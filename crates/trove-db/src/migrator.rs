use rusqlite::{Connection, TransactionBehavior};
use std::borrow::Cow;
use std::collections::BTreeSet;
use std::fmt::Write;
use std::sync::Arc;
use trove_common::{Error, MigrationId, Result};
use trove_security::Vault;
use tracing::{error, info, warn};

use crate::migrations::{
    MIGRATIONS, Migration, MigrationSecrets, SCHEMA_MIGRATIONS_TABLE, SECRET_INJECTIONS,
    SecretInjection,
};
use crate::store::MetadataStore;

/// Outcome of one migration pass.
#[derive(Debug, Clone, Default, PartialEq, Eq)]
pub struct MigrationReport {
    /// Ids applied by this pass, ascending.
    pub applied: Vec<MigrationId>,
    /// Defined migrations that were already recorded.
    pub already_applied: usize,
}

/// Brings the metadata store schema up to the latest defined migration.
pub struct Migrator {
    migrations: Vec<Migration>,
    injections: Vec<SecretInjection>,
    vault: Arc<Vault>,
    secrets: MigrationSecrets,
}

impl Migrator {
    /// Migrator over the built-in migration and secret-injection tables.
    pub fn new(vault: Arc<Vault>, secrets: MigrationSecrets) -> Self {
        Self::with_migrations(MIGRATIONS.to_vec(), SECRET_INJECTIONS.to_vec(), vault, secrets)
    }

    pub fn with_migrations(
        migrations: Vec<Migration>,
        injections: Vec<SecretInjection>,
        vault: Arc<Vault>,
        secrets: MigrationSecrets,
    ) -> Self {
        Self {
            migrations,
            injections,
            vault,
            secrets,
        }
    }

    pub fn migration(&self, id: MigrationId) -> Result<&Migration> {
        self.migrations
            .iter()
            .find(|m| m.id == id)
            .ok_or_else(|| Error::NotFound(format!("migration {id}")))
    }

    /// Check the migration table is contiguous from 1 and that every secret
    /// injection points at an existing migration containing its placeholder.
    pub fn validate(&self) -> Result<()> {
        for (index, migration) in self.migrations.iter().enumerate() {
            let expected = index as MigrationId + 1;
            if migration.id != expected {
                return Err(Error::Config(format!(
                    "migration '{}' has id {}, expected {expected}",
                    migration.name, migration.id
                )));
            }
        }

        for injection in &self.injections {
            let migration = self.migration(injection.migration_id).map_err(|_| {
                Error::Config(format!(
                    "secret injection references unknown migration {}",
                    injection.migration_id
                ))
            })?;
            if !migration.sql.contains(injection.placeholder) {
                return Err(Error::Config(format!(
                    "migration {} does not contain placeholder {}",
                    migration.id, injection.placeholder
                )));
            }
        }
        Ok(())
    }

    /// SQL for `migration` with any secret placeholders replaced.
    pub fn render(&self, migration: &Migration) -> Result<String> {
        render_sql(migration, &self.injections, &self.vault, &self.secrets).map(Cow::into_owned)
    }

    /// Applied ids in ascending order. Creates the tracking table if needed.
    pub async fn applied(&self, store: &MetadataStore) -> Result<Vec<MigrationId>> {
        store
            .run("read applied migrations", |conn| {
                applied_migrations(conn)
                    .map_err(|e| Error::Database(format!("failed to read applied migrations: {e}")))
            })
            .await
    }

    /// Apply every pending migration in ascending order on one connection.
    ///
    /// Stops at the first failure. Migrations committed before the failure
    /// stay committed.
    pub async fn run(&self, store: &MetadataStore) -> Result<MigrationReport> {
        self.validate()?;

        let migrations = self.migrations.clone();
        let injections = self.injections.clone();
        let vault = Arc::clone(&self.vault);
        let secrets = self.secrets.clone();
        let timeout = store.operation_timeout() * (migrations.len() as u32 + 1);

        let result = store
            .run_with_timeout("run migrations", timeout, move |conn| {
                let applied: BTreeSet<MigrationId> = applied_migrations(conn)
                    .map_err(|e| {
                        Error::Database(format!("failed to read applied migrations: {e}"))
                    })?
                    .into_iter()
                    .collect();

                let latest = migrations.last().map(|m| m.id).unwrap_or(0);
                if let Some(unknown) = applied.iter().find(|id| **id > latest) {
                    warn!("store records migration {unknown}, newer than latest known {latest}");
                }

                let mut report = MigrationReport::default();
                for migration in &migrations {
                    if applied.contains(&migration.id) {
                        report.already_applied += 1;
                        continue;
                    }

                    info!("applying migration {} ({})", migration.id, migration.name);
                    let sql = render_sql(migration, &injections, &vault, &secrets).map_err(
                        |e| Error::Migration {
                            id: migration.id,
                            reason: e.to_string(),
                        },
                    )?;

                    if apply_migration(conn, migration.id, &sql)? {
                        report.applied.push(migration.id);
                    } else {
                        report.already_applied += 1;
                    }
                }
                Ok(report)
            })
            .await;

        match &result {
            Ok(report) if report.applied.is_empty() => {
                info!("schema up to date ({} migrations)", report.already_applied)
            }
            Ok(report) => info!("applied {} migration(s)", report.applied.len()),
            Err(e) => error!("error running migrations: {e}"),
        }
        result
    }
}

/// Run the built-in migrations against `store`.
pub async fn run_migrations(
    store: &MetadataStore,
    vault: Arc<Vault>,
    secrets: MigrationSecrets,
) -> Result<MigrationReport> {
    Migrator::new(vault, secrets).run(store).await
}

/// Ensure `schema_migrations` exists and return the recorded ids, ascending.
pub fn applied_migrations(conn: &Connection) -> rusqlite::Result<Vec<MigrationId>> {
    conn.execute_batch(SCHEMA_MIGRATIONS_TABLE)?;
    let mut stmt =
        conn.prepare("SELECT migration_id FROM schema_migrations ORDER BY migration_id")?;
    let ids = stmt
        .query_map([], |row| row.get::<_, MigrationId>(0))?
        .collect::<rusqlite::Result<Vec<_>>>()?;
    Ok(ids)
}

/// Execute one migration and record it, atomically.
///
/// Returns `false` without touching the schema if the id was recorded by
/// someone else between the read of applied ids and this transaction.
pub fn apply_migration(conn: &mut Connection, id: MigrationId, sql: &str) -> Result<bool> {
    let fail = |e: rusqlite::Error| Error::Migration {
        id,
        reason: e.to_string(),
    };

    let tx = conn
        .transaction_with_behavior(TransactionBehavior::Immediate)
        .map_err(fail)?;

    let exists: bool = tx
        .query_row(
            "SELECT EXISTS(SELECT 1 FROM schema_migrations WHERE migration_id = ?1)",
            [id],
            |row| row.get(0),
        )
        .map_err(fail)?;
    if exists {
        info!("migration {id} already recorded, skipping");
        return Ok(false);
    }

    tx.execute_batch(sql).map_err(fail)?;
    tx.execute(
        "INSERT INTO schema_migrations (migration_id) VALUES (?1)",
        [id],
    )
    .map_err(fail)?;
    tx.commit().map_err(fail)?;

    info!("applied migration {id}");
    Ok(true)
}

/// Replace each placeholder registered for `migration` with the encrypted secret.
pub fn render_sql<'a>(
    migration: &'a Migration,
    injections: &[SecretInjection],
    vault: &Vault,
    secrets: &MigrationSecrets,
) -> Result<Cow<'a, str>> {
    let mut sql = Cow::Borrowed(migration.sql);
    for injection in injections
        .iter()
        .filter(|i| i.migration_id == migration.id)
    {
        let token = vault.encrypt(secrets.get(injection.secret))?;
        sql = Cow::Owned(sql.replace(injection.placeholder, &blob_literal(&token)));
    }
    Ok(sql)
}

/// SQLite blob literal, e.g. `X'0A1B'`.
pub fn blob_literal(bytes: &[u8]) -> String {
    let mut out = String::with_capacity(bytes.len() * 2 + 3);
    out.push_str("X'");
    for b in bytes {
        let _ = write!(out, "{b:02X}");
    }
    out.push('\'');
    out
}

• **Your instructions**
From the records above, copy each line in which the string "MigrationSecrets" occurs.

• **Task solution**
    MIGRATIONS, Migration, MigrationSecrets, SCHEMA_MIGRATIONS_TABLE, SECRET_INJECTIONS,
    secrets: MigrationSecrets,
    pub fn new(vault: Arc<Vault>, secrets: MigrationSecrets) -> Self {
        secrets: MigrationSecrets,
    secrets: MigrationSecrets,
    secrets: &MigrationSecrets,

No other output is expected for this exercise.